# WHAT YOU ARE ASKED TO DO
Reproduce, from the lines below, exactly the stretch that begins at the line containing "self.documents += 1;" and ends at the line containing "Event::Scalar(value, style, anchor, ..)", both included.

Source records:
#[derive(Debug, Clone, Error, PartialEq, Eq)]
pub enum YamlError {
    #[error("{message}")]
    Scan { message: String },

    #[error("Multiple documents are not supported")]
    MultipleDocuments,

    #[error("Alias refers to unknown anchor {anchor}")]
    UnknownAnchor { anchor: usize },

    #[error("Alias expansion exceeds {limit} events")]
    AliasExpansion { limit: usize },
}

/// An open container while building YAML events.
struct Frame {
    mapping: bool,
    /// The next child of a mapping is a key.
    expect_key: bool,
    start: usize,
    anchor: usize,
}

#[derive(Default)]
struct YamlEvents {
    events: Vec<ObjectEvent>,
    frames: Vec<Frame>,
    anchors: HashMap<usize, Vec<ObjectEvent>>,
    replayed: usize,
    documents: usize,
}

impl YamlEvents {
    fn push(&mut self, event: Event<'_>, span: Span) -> Result<(), YamlError> {
        let start = self.events.len();
        match event {
            Event::DocumentStart(..) => {
                self.documents += 1;
                if self.documents > 1 {
                    return Err(YamlError::MultipleDocuments);
                }
            }
            Event::Scalar(value, style, anchor, ..) => {
                let token = scalar_token(&value, matches!(style, ScalarStyle::Plain));
                self.events.push(ObjectEvent::Literal(token.with_span(span)));
                self.finish_node(start, anchor);
            }
            Event::Alias(anchor) => {
                let replay = self.anchors.get(&anchor).ok_or(YamlError::UnknownAnchor { anchor })?;
                self.replayed += replay.len();
                if self.replayed > MAX_ALIAS_EVENTS {
                    return Err(YamlError::AliasExpansion {
                        limit: MAX_ALIAS_EVENTS,
                    });
                }
                self.events.extend(replay.iter().cloned());
                self.finish_node(start, 0);
            }
            Event::SequenceStart(anchor, ..) => {
                self.events.push(ObjectEvent::SequenceStart(span));
                self.open(false, start, anchor);
            }
            Event::MappingStart(anchor, ..) => {
                self.events.push(ObjectEvent::MappingStart(span));
                self.open(true, start, anchor);
            }
            Event::SequenceEnd => self.close(ObjectEvent::SequenceEnd),
            Event::MappingEnd => self.close(ObjectEvent::MappingEnd),
            _ => {}
        }
        Ok(())
    }

    fn open(&mut self, mapping: bool, start: usize, anchor: usize) {
        self.frames.push(Frame {
            mapping,
            expect_key: mapping,
            start,
            anchor,
        });
    }

    fn close(&mut self, end: ObjectEvent) {
        self.events.push(end);
        if let Some(frame) = self.frames.pop() {
            self.finish_node(frame.start, frame.anchor);
        }
    }

    /// Record the anchor of the node that began at `start`, and collapse a
    /// container in key position into one string literal.
    fn finish_node(&mut self, start: usize, anchor: usize) {
        if anchor != 0 {
            self.anchors.insert(anchor, self.events[start..].to_vec());
        }

        let Some(parent) = self.frames.last_mut() else {
            return;
        };
        if !parent.mapping {
            return;
        }
        let is_key = parent.expect_key;
        parent.expect_key = !is_key;

        if is_key && !matches!(&self.events[start..], [ObjectEvent::Literal(_)]) {
            let span = match &self.events[start] {
                ObjectEvent::Literal(token) => token.span,
                ObjectEvent::SequenceStart(span) | ObjectEvent::MappingStart(span) => *span,
                _ => Span::default(),
            };
            let text = fold_events(&self.events[start..]).to_json().to_string();
            self.events.truncate(start);
            self.events.push(ObjectEvent::Literal(Token::string(text).with_span(span)));
        }
    }
}

/// Rebuild the token tree of one complete node.
fn fold_events(events: &[ObjectEvent]) -> Token {
    let mut open: Vec<(Span, bool, Vec<Token>)> = Vec::new();
    let mut root = None;
    for event in events {
        let token = match event {
            ObjectEvent::Literal(token) => token.clone(),
            ObjectEvent::SequenceStart(span) => {
                open.push((*span, false, Vec::new()));
                continue;
            }
            ObjectEvent::MappingStart(span) => {
                open.push((*span, true, Vec::new()));
                continue;
            }
            ObjectEvent::SequenceEnd | ObjectEvent::MappingEnd => {
                let Some((span, mapping, items)) = open.pop() else {
                    continue;
                };
                let token = if mapping {
                    let pairs = items
                        .chunks_exact(2)
                        .map(|pair| (pair[0].clone(), pair[1].clone()))
                        .collect();
                    Token::mapping(pairs)
                } else {
                    Token::sequence(items)
                };
                token.with_span(span)
            }
        };
        match open.last_mut() {
            Some((_, _, items)) => items.push(token),
            None => root = Some(token),
        }
    }
    root.unwrap_or_else(Token::null)
}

# EXERCISE RESPONSE
                self.documents += 1;
                if self.documents > 1 {
                    return Err(YamlError::MultipleDocuments);
                }
            }
            Event::Scalar(value, style, anchor, ..) => {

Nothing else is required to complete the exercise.